Aim of the exercise:
Out of the lines below, please list those that hold the string "small".

Provided data:
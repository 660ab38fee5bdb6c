use std::collections::BTreeMap;

use crate::array::List;
use crate::value::Value;
use crate::Gettable;

/// Uniform iteration over anything indexable.
///
/// Only `length` and `object_at` are required; the rest is built on them.
/// The `*_property` helpers read a key from each item, so they work on lists
/// of observable objects and of plain JSON alike.
pub trait Enumerable {
  fn length(&self) -> usize;

  fn object_at(&self, index: usize) -> Option<Value>;

  /// Cursor-style access: the item at `index` or `None` past the end.
  fn next_object(&self, index: usize) -> Option<Value> {
    if index < self.length() {
      self.object_at(index)
    } else {
      None
    }
  }

  fn objects(&self) -> Objects<'_, Self> {
    Objects { source: self, cursor: 0 }
  }

  fn for_each<F>(&self, mut f: F)
  where F: FnMut(&Value, usize)
  {
    for (index, item) in self.objects().enumerate() {
      f(&item, index);
    }
  }

  fn map<F>(&self, mut f: F) -> Vec<Value>
  where F: FnMut(&Value, usize) -> Value
  {
    self.objects().enumerate().map(|(index, item)| f(&item, index)).collect()
  }

  fn filter<F>(&self, mut f: F) -> Vec<Value>
  where F: FnMut(&Value, usize) -> bool
  {
    self.objects().enumerate().filter(|(index, item)| f(item, *index)).map(|(_, item)| item).collect()
  }

  fn find<F>(&self, mut f: F) -> Option<Value>
  where F: FnMut(&Value, usize) -> bool
  {
    self.objects().enumerate().find(|(index, item)| f(item, *index)).map(|(_, item)| item)
  }

  fn reduce<A, F>(&self, initial: A, mut f: F) -> A
  where F: FnMut(A, &Value, usize) -> A
  {
    self.objects().enumerate().fold(initial, |acc, (index, item)| f(acc, &item, index))
  }

  fn every<F>(&self, mut f: F) -> bool
  where F: FnMut(&Value, usize) -> bool
  {
    self.objects().enumerate().all(|(index, item)| f(&item, index))
  }

  fn some<F>(&self, mut f: F) -> bool
  where F: FnMut(&Value, usize) -> bool
  {
    self.objects().enumerate().any(|(index, item)| f(&item, index))
  }

  fn index_of(&self, value: &Value) -> Option<usize> {
    self.objects().position(|item| item == *value)
  }

  fn map_property(&self, key: &str) -> Vec<Value> {
    self.map(|item, _| item.get(key))
  }

  /// Items whose `key` equals `value`, or is truthy when `value` is `None`.
  fn filter_property(&self, key: &str, value: Option<&Value>) -> Vec<Value> {
    self.filter(|item, _| matches_property(item, key, value))
  }

  fn find_property(&self, key: &str, value: Option<&Value>) -> Option<Value> {
    self.find(|item, _| matches_property(item, key, value))
  }

  fn every_property(&self, key: &str, value: Option<&Value>) -> bool {
    self.every(|item, _| matches_property(item, key, value))
  }

  fn some_property(&self, key: &str, value: Option<&Value>) -> bool {
    self.some(|item, _| matches_property(item, key, value))
  }

  /// Buckets items by the string form of their `key`.
  fn group_by(&self, key: &str) -> BTreeMap<String, Vec<Value>> {
    let mut groups: BTreeMap<String, Vec<Value>> = BTreeMap::new();
    for item in self.objects() {
      let group = match item.get(key) {
        Value::Json(serde_json::Value::String(s)) => s,
        other => other.to_string(),
      };
      groups.entry(group).or_default().push(item);
    }
    groups
  }

  /// Invokes `method` on every observable item and collects the results.
  /// Plain items yield null.
  fn invoke(&self, method: &str, args: &[Value]) -> Vec<Value> {
    self.map(|item, _| match item.as_observable() {
      Some(object) => object.invoke(method, args),
      None => Value::NULL,
    })
  }
}

fn matches_property(item: &Value, key: &str, value: Option<&Value>) -> bool {
  let actual = item.get(key);
  match value {
    Some(expected) => actual == *expected,
    None => actual.truthy(),
  }
}

/// Iterator over an [`Enumerable`]. Reads each index on demand, so it sees
/// mutations made while iterating.
pub struct Objects<'a, E: ?Sized> {
  source: &'a E,
  cursor: usize,
}

impl<E: Enumerable + ?Sized> Iterator for Objects<'_, E> {
  type Item = Value;

  fn next(&mut self) -> Option<Value> {
    let item = self.source.next_object(self.cursor)?;
    self.cursor += 1;
    Some(item)
  }
}

impl Enumerable for List {
  fn length(&self) -> usize {
    self.len()
  }

  fn object_at(&self, index: usize) -> Option<Value> {
    List::object_at(self, index)
  }
}

impl Enumerable for [Value] {
  fn length(&self) -> usize {
    self.len()
  }

  fn object_at(&self, index: usize) -> Option<Value> {
    self.get(index).cloned()
  }
}

impl Enumerable for Vec<Value> {
  fn length(&self) -> usize {
    self.len()
  }

  fn object_at(&self, index: usize) -> Option<Value> {
    self.get(index).cloned()
  }
}
#[cfg(test)]
mod observable {
  use std::cell::{Cell, RefCell};
  use std::rc::Rc;

  use reactive_kvo::{Change, Computed, Error, Object, Observer, RunLoop, TargetId, Value};
  use serde_json::json;

  fn recorder() -> (Rc<RefCell<Vec<Change>>>, Observer) {
    let seen = Rc::new(RefCell::new(vec![]));
    let observer = {
      let seen = seen.clone();
      Observer::from_fn(move |change| seen.borrow_mut().push(change.clone()))
    };
    (seen, observer)
  }

  fn tenfold(run_loop: &RunLoop) -> Object {
    let obj = run_loop.create_object(json!({ "a": 1 }));
    obj.define_property(
      "b",
      Computed::getter(|o| Value::from(o.get("a").as_i64().unwrap_or(0) * 10))
        .property(["a"])
        .cacheable(),
    );
    obj
  }

  #[test]
  fn get_and_set_plain_properties() {
    let run_loop = RunLoop::new();
    let obj = run_loop.create_object(json!({ "name": "John Doe", "age": 43 }));
    assert_eq!(obj.get("name"), Value::from("John Doe"));
    assert!(obj.get("missing").is_null());
    obj.set("age", 18).unwrap();
    assert_eq!(obj.get("age"), Value::from(18));
    assert_eq!(obj.keys(), vec!["age".to_string(), "name".to_string()]);
  }

  #[test]
  fn batched_changes_notify_dependents_once_with_the_final_value() {
    let run_loop = RunLoop::new();
    let obj = tenfold(&run_loop);
    let (seen, observer) = recorder();
    obj.add_observer("b", observer);

    run_loop.begin();
    obj.set("a", 2).unwrap();
    obj.set("a", 3).unwrap();
    assert!(seen.borrow().is_empty());
    run_loop.end().unwrap();

    let seen = seen.borrow();
    assert_eq!(seen.len(), 1);
    assert_eq!(seen[0].key, "b");
    assert_eq!(seen[0].value, Value::from(30));
  }

  #[test]
  fn cacheable_computed_is_invalidated_by_its_dependency() {
    let run_loop = RunLoop::new();
    let obj = run_loop.create_object(json!({ "a": 1 }));
    let calls = Rc::new(Cell::new(0));
    {
      let calls = calls.clone();
      obj.define_property(
        "double",
        Computed::getter(move |o| {
          calls.set(calls.get() + 1);
          Value::from(o.get("a").as_i64().unwrap_or(0) * 2)
        })
        .property(["a"])
        .cacheable(),
      );
    }
    assert_eq!(obj.get("double"), Value::from(2));
    assert_eq!(obj.get("double"), Value::from(2));
    assert_eq!(calls.get(), 1);
    obj.set("a", 5).unwrap();
    assert_eq!(obj.get("double"), Value::from(10));
    assert_eq!(calls.get(), 2);
  }

  #[test]
  fn dependent_keys_are_transitive() {
    let run_loop = RunLoop::new();
    let obj = tenfold(&run_loop);
    obj.define_property(
      "label",
      Computed::getter(|o| Value::from(format!("b={}", o.get("b")))).property(["b"]),
    );
    let (seen, observer) = recorder();
    obj.add_observer("label", observer);
    obj.set("a", 4).unwrap();
    assert_eq!(seen.borrow().len(), 1);
    assert_eq!(seen.borrow()[0].value, Value::from("b=40"));
  }

  #[test]
  fn computed_setter_stores_through_the_accessor() {
    let run_loop = RunLoop::new();
    let obj = run_loop.create_object(json!({ "first": "John", "last": "Doe" }));
    obj.define_property(
      "full",
      Computed::new(|o, _, value| {
        if let Some(value) = value {
          let value = value.as_str().unwrap_or_default().to_string();
          let mut parts = value.splitn(2, ' ');
          o.set("first", parts.next().unwrap_or_default()).unwrap();
          o.set("last", parts.next().unwrap_or_default()).unwrap();
        }
        Value::from(format!("{} {}", o.get("first").as_str().unwrap_or_default(), o.get("last").as_str().unwrap_or_default()))
      })
      .property(["first", "last"]),
    );
    obj.set("full", "Jane Roe").unwrap();
    assert_eq!(obj.get("first"), Value::from("Jane"));
    assert_eq!(obj.get("full"), Value::from("Jane Roe"));
  }

  #[test]
  fn setting_an_equal_value_does_not_notify() {
    let run_loop = RunLoop::new();
    let obj = run_loop.create_object(json!({ "a": 1 }));
    let (seen, observer) = recorder();
    obj.add_observer("a", observer);
    obj.set("a", 1).unwrap();
    assert!(seen.borrow().is_empty());
    obj.notify_property_change("a").unwrap();
    assert_eq!(seen.borrow().len(), 1);
  }

  #[test]
  fn an_observer_registered_twice_fires_once() {
    let run_loop = RunLoop::new();
    let obj = run_loop.create_object(json!({ "a": 1 }));
    let count = Rc::new(Cell::new(0));
    let target = TargetId::unique();
    for _ in 0..2 {
      let count = count.clone();
      obj.add_observer("a", Observer::new(target, "a_did_change", move |_| count.set(count.get() + 1)));
    }
    assert_eq!(obj.observer_count("a"), 1);
    obj.set("a", 2).unwrap();
    assert_eq!(count.get(), 1);

    obj.remove_observer("a", &Observer::new(target, "a_did_change", |_| {}));
    assert!(!obj.has_observers("a"));
    obj.set("a", 3).unwrap();
    assert_eq!(count.get(), 1);
  }

  #[test]
  fn previous_value_is_the_one_before_the_batch() {
    let run_loop = RunLoop::new();
    let obj = run_loop.create_object(json!({ "a": 1 }));
    let (seen, observer) = recorder();
    obj.add_observer("a", observer.with_context("ctx"));
    run_loop
      .run(|| {
        obj.set("a", 2).unwrap();
        obj.set("a", 3).unwrap();
      })
      .unwrap();
    let seen = seen.borrow();
    assert_eq!(seen.len(), 1);
    assert_eq!(seen[0].previous, Some(Value::from(1)));
    assert_eq!(seen[0].value, Value::from(3));
    assert_eq!(seen[0].context, Some(Value::from("ctx")));
    assert_eq!(seen[0].sender, obj);
  }

  #[test]
  fn star_observers_hear_every_key() {
    let run_loop = RunLoop::new();
    let obj = run_loop.create_object(json!({ "a": 1, "b": 2 }));
    let (seen, observer) = recorder();
    obj.add_observer("*", observer);
    run_loop
      .run(|| {
        obj.set("a", 10).unwrap();
        obj.set("b", 20).unwrap();
      })
      .unwrap();
    let keys: Vec<String> = seen.borrow().iter().map(|c| c.key.clone()).collect();
    assert_eq!(keys, vec!["a".to_string(), "b".to_string()]);
  }

  #[test]
  fn one_shot_observers_are_removed_after_firing() {
    let run_loop = RunLoop::new();
    let obj = run_loop.create_object(json!({ "a": 1 }));
    let (seen, observer) = recorder();
    obj.add_observer("a", observer.once());
    obj.set("a", 2).unwrap();
    obj.set("a", 3).unwrap();
    assert_eq!(seen.borrow().len(), 1);
    assert!(!obj.has_observers("a"));
  }

  #[test]
  fn property_change_groups_defer_until_closed() {
    let run_loop = RunLoop::new();
    let obj = run_loop.create_object(json!({ "a": 1 }));
    let (seen, observer) = recorder();
    obj.add_observer("a", observer);
    obj.begin_property_changes();
    obj.set("a", 2).unwrap();
    run_loop.tick().unwrap();
    assert!(seen.borrow().is_empty());
    assert!(obj.is_changing());
    obj.end_property_changes().unwrap();
    assert_eq!(seen.borrow().len(), 1);
    assert_eq!(obj.end_property_changes(), Err(Error::UnbalancedPropertyChanges(obj.id())));
  }

  #[test]
  fn frozen_objects_reject_sets() {
    let run_loop = RunLoop::new();
    let obj = run_loop.create_object(json!({ "a": 1 }));
    obj.freeze();
    assert!(obj.is_frozen());
    assert_eq!(obj.set("a", 2), Err(Error::Frozen { key: "a".into() }));
    assert_eq!(obj.get("a"), Value::from(1));
  }

  #[test]
  fn increment_decrement_toggle() {
    let run_loop = RunLoop::new();
    let obj = run_loop.create_object(json!({ "count": 1, "open": false }));
    assert_eq!(obj.increment_property("count", 2).unwrap(), Value::from(3));
    assert_eq!(obj.decrement_property("count", 1).unwrap(), Value::from(2));
    assert_eq!(obj.increment_property("fresh", 1).unwrap(), Value::from(1));
    assert_eq!(obj.toggle_property("open").unwrap(), Value::from(true));
    assert_eq!(obj.get("open"), Value::from(true));
  }

  #[test]
  fn increments_keep_floats_and_saturate_integers() {
    let run_loop = RunLoop::new();
    let obj = run_loop.create_object(json!({ "ratio": 2.5, "big": i64::MAX, "small": i64::MIN }));
    assert_eq!(obj.increment_property("ratio", 1).unwrap(), Value::from(3.5));
    assert_eq!(obj.decrement_property("ratio", 2).unwrap(), Value::from(1.5));
    assert_eq!(obj.increment_property("big", 1).unwrap(), Value::from(i64::MAX));
    assert_eq!(obj.decrement_property("small", 1).unwrap(), Value::from(i64::MIN));
    assert_eq!(obj.decrement_property("small", i64::MIN).unwrap(), Value::from(-1));
  }

  #[test]
  fn methods_and_unknown_properties() {
    let run_loop = RunLoop::new();
    let obj = run_loop.create_object(json!({ "n": 2 }));
    obj.define_method("times", |o, args| {
      let by = args.first().and_then(Value::as_i64).unwrap_or(1);
      Value::from(o.get("n").as_i64().unwrap_or(0) * by)
    });
    assert_eq!(obj.invoke("times", &[Value::from(21)]), Value::from(42));
    assert!(obj.invoke("nope", &[]).is_null());
    obj.set_unknown_property(|_, key| Value::from(format!("<{}>", key)));
    assert_eq!(obj.get("anything"), Value::from("<anything>"));
  }

  #[test]
  fn destroyed_objects_stop_notifying_and_leave_the_registry() {
    let run_loop = RunLoop::new();
    let obj = run_loop.create_object(json!({ "a": 1 }));
    let id = obj.id();
    let (seen, observer) = recorder();
    obj.add_observer("a", observer.clone());
    assert_eq!(run_loop.object(id), Some(obj.clone()));
    obj.destroy();
    assert!(obj.is_destroyed());
    assert!(run_loop.object(id).is_none());
    obj.set("a", 2).unwrap();
    obj.add_observer("a", observer);
    assert!(seen.borrow().is_empty());
    assert!(!obj.has_observers("a"));
  }

  #[test]
  fn dropped_objects_leave_the_registry() {
    let run_loop = RunLoop::new();
    let id = run_loop.create_object(json!({})).id();
    assert!(run_loop.object(id).is_none());
  }
}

Solution for this problem:
    let obj = run_loop.create_object(json!({ "ratio": 2.5, "big": i64::MAX, "small": i64::MIN }));
    assert_eq!(obj.decrement_property("small", 1).unwrap(), Value::from(i64::MIN));
    assert_eq!(obj.decrement_property("small", i64::MIN).unwrap(), Value::from(-1));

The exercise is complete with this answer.